While male bass undergo their own sex change, a new study has found that the Wolbachia genus of bacteria is able to change the sex of its hosts by silencing the immune system.
Scientists discovered male small and largemouth bass were changing their sex as early as 2003. This continues to affect the fish all across the United States.
But Wolbachia infect only arthropods (exoskeletal animals): insects, spiders, nematodes, crustaceans, et cetera. They are only able to spread the eggs of a species, not through the male’s sperm. Accordingly, when infecting a male, they will either kill the male or turn him into a female. A sort of compromise will allow the male to continue life as before, but can only impregnate females infected by the same species of Wolbachia. Infected females are capable of virgin birth.
This has made Wolbachia extremely common, found in about 70% of all species of arthropods. Within a species, Wolbachia typically infect more than 90% or less than 10%.

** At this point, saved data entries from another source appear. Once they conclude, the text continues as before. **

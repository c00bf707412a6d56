//! YAML/JSON document loading by file extension.

use std::path::Path;

use serde::de::DeserializeOwned;

use crate::{SessionError, SessionResult};

/// Supported document encodings.
#[derive(Debug, Clone, Copy, PartialEq, Eq)]
pub enum DocumentFormat {
    /// `.yaml` or `.yml`.
    Yaml,
    /// `.json`.
    Json,
}

impl DocumentFormat {
    /// Pick the format from a path's extension (case-insensitive).
    ///
    /// # Errors
    ///
    /// Returns [`SessionError::UnsupportedFormat`] for any other extension.
    pub fn from_path(path: &Path) -> SessionResult<Self> {
        let ext = path
            .extension()
            .and_then(|e| e.to_str())
            .map(str::to_ascii_lowercase);
        match ext.as_deref() {
            Some("yaml" | "yml") => Ok(DocumentFormat::Yaml),
            Some("json") => Ok(DocumentFormat::Json),
            _ => Err(SessionError::UnsupportedFormat {
                path: path.to_path_buf(),
            }),
        }
    }

    /// Parse `text` in this format.
    ///
    /// # Errors
    ///
    /// Returns the YAML or JSON parse error.
    pub fn parse<T: DeserializeOwned>(self, text: &str) -> SessionResult<T> {
        match self {
            DocumentFormat::Yaml => Ok(serde_yaml::from_str(text)?),
            DocumentFormat::Json => Ok(serde_json::from_str(text)?),
        }
    }
}

/// Read and parse a YAML or JSON file.
///
/// # Errors
///
/// Returns an error if the extension is unsupported, the file cannot be
/// read, or its contents do not parse.
pub fn load_document<T: DeserializeOwned>(path: &Path) -> SessionResult<T> {
    let format = DocumentFormat::from_path(path)?;
    let text = std::fs::read_to_string(path)?;
    tracing::debug!(path = %path.display(), ?format, "Loading document");
    format.parse(&text)
}
//! Layered session configuration.

use std::path::Path;
use std::time::Duration;

use serde::{Deserialize, Serialize};
use twinjet_eicas::AlertThresholds;
use twinjet_sim::SimConfig;
use twinjet_timing::FixedStepAccumulator;

use crate::document::load_document;
use crate::{SessionError, SessionResult};

/// Everything needed to build a [`Session`](crate::Session).
///
/// Every field has a default, so a config file only needs to name what it
/// changes.
#[derive(Debug, Clone, PartialEq, Serialize, Deserialize)]
#[serde(default)]
pub struct SessionConfig {
    /// Fixed simulation step in milliseconds.
    pub step_ms: u64,
    /// Clamp on one frame's elapsed wall time in milliseconds.
    pub max_frame_ms: u64,
    /// How long a raised alert stays on the display, in seconds.
    pub display_window_secs: f64,
    /// Random seed for the steady-state noise; `None` seeds from the OS.
    pub seed: Option<u64>,
    /// Stop the engines automatically on critical alerts.
    pub auto_protection: bool,
    /// Physics constants.
    pub sim: SimConfig,
    /// Alert limits.
    pub thresholds: AlertThresholds,
}

impl Default for SessionConfig {
    fn default() -> Self {
        Self {
            step_ms: 5,
            max_frame_ms: 250,
            display_window_secs: 5.0,
            seed: None,
            auto_protection: true,
            sim: SimConfig::default(),
            thresholds: AlertThresholds::default(),
        }
    }
}

impl SessionConfig {
    /// Load and validate a `.yaml`, `.yml` or `.json` file.
    ///
    /// # Errors
    ///
    /// Returns an error if the file cannot be read or parsed, or if any
    /// setting fails validation.
    pub fn load(path: &Path) -> SessionResult<Self> {
        let config: SessionConfig = load_document(path)?;
        config.validate()?;
        tracing::info!(path = %path.display(), "Loaded session configuration");
        Ok(config)
    }

    /// Parse and validate YAML text.
    ///
    /// # Errors
    ///
    /// Returns an error if the text does not parse or fails validation.
    pub fn from_yaml_str(text: &str) -> SessionResult<Self> {
        let config: SessionConfig = serde_yaml::from_str(text)?;
        config.validate()?;
        Ok(config)
    }

    /// Render as YAML.
    ///
    /// # Errors
    ///
    /// Returns an error if serialization fails.
    pub fn to_yaml_string(&self) -> SessionResult<String> {
        Ok(serde_yaml::to_string(self)?)
    }

    /// Fixed simulation step.
    pub fn step(&self) -> Duration {
        Duration::from_millis(self.step_ms)
    }

    /// Frame clamp.
    pub fn max_frame(&self) -> Duration {
        Duration::from_millis(self.max_frame_ms)
    }

    /// Alert display window.
    ///
    /// # Errors
    ///
    /// Returns [`SessionError::InvalidConfiguration`] unless the window is a
    /// finite, positive number of seconds.
    pub fn display_window(&self) -> SessionResult<Duration> {
        if !(self.display_window_secs.is_finite() && self.display_window_secs > 0.0) {
            return Err(SessionError::InvalidConfiguration(format!(
                "display_window_secs must be positive, got {}",
                self.display_window_secs
            )));
        }
        Duration::try_from_secs_f64(self.display_window_secs)
            .map_err(|e| SessionError::InvalidConfiguration(format!("display_window_secs: {e}")))
    }

    /// Build the timestep accumulator described by this config.
    ///
    /// # Errors
    ///
    /// Returns [`SessionError::Timing`] for a zero step or a clamp shorter
    /// than one step.
    pub fn accumulator(&self) -> SessionResult<FixedStepAccumulator> {
        Ok(FixedStepAccumulator::new(self.step(), self.max_frame())?)
    }

    /// Validate every layer.
    ///
    /// # Errors
    ///
    /// Returns the first failing layer's error.
    pub fn validate(&self) -> SessionResult<()> {
        self.accumulator()?;
        self.display_window()?;
        self.sim.validate()?;
        self.thresholds.validate()?;
        Ok(())
    }
}

#[cfg(test)]
mod tests {
    use super::*;

    type TestResult = Result<(), Box<dyn std::error::Error>>;

    #[test]
    fn test_default_is_valid() -> TestResult {
        SessionConfig::default().validate()?;
        Ok(())
    }

    #[test]
    fn test_partial_yaml_keeps_defaults() -> TestResult {
        let config = SessionConfig::from_yaml_str(
            "seed: 7\nauto_protection: false\nthresholds:\n  low_fuel: 900.0\n",
        )?;
        assert_eq!(config.seed, Some(7));
        assert!(!config.auto_protection);
        approx::assert_relative_eq!(config.thresholds.low_fuel, 900.0);
        approx::assert_relative_eq!(config.thresholds.high_fuel_flow, 50.0);
        assert_eq!(config.step(), Duration::from_millis(5));
        Ok(())
    }

    #[test]
    fn test_rejects_bad_layers() {
        assert!(matches!(
            SessionConfig::from_yaml_str("step_ms: 0"),
            Err(SessionError::Timing(_))
        ));
        assert!(matches!(
            SessionConfig::from_yaml_str("display_window_secs: -1.0"),
            Err(SessionError::InvalidConfiguration(_))
        ));
        assert!(matches!(
            SessionConfig::from_yaml_str("sim:\n  decay_base: 2.0"),
            Err(SessionError::Sim(_))
        ));
        assert!(matches!(
            SessionConfig::from_yaml_str("thresholds:\n  speed_amber_percent: 130.0"),
            Err(SessionError::Eicas(_))
        ));
    }

    #[test]
    fn test_yaml_round_trip() -> TestResult {
        let config = SessionConfig {
            seed: Some(99),
            ..SessionConfig::default()
        };
        let text = config.to_yaml_string()?;
        assert_eq!(SessionConfig::from_yaml_str(&text)?, config);
        Ok(())
    }
}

While the actual hormonal process is still being studied, researchers have learned that the Wolbachia implant parts of their own DNA into the host. Furthermore, it decreases production of the protein that detects invaders.
While Wolbachia can only last inside the human body for three days, the nematodes they infect can in turn infect us. The Wolbachia then lives off the nematode, and causes anything from blindness to elephantiasis (known more commonly as elephantitis).
Scientists now look to Wolbachia to help spread anti-malaria treatments, previously developed but with no way to spread effectively.
As for the bass, there is still no hypothesis about the cause of their transformation.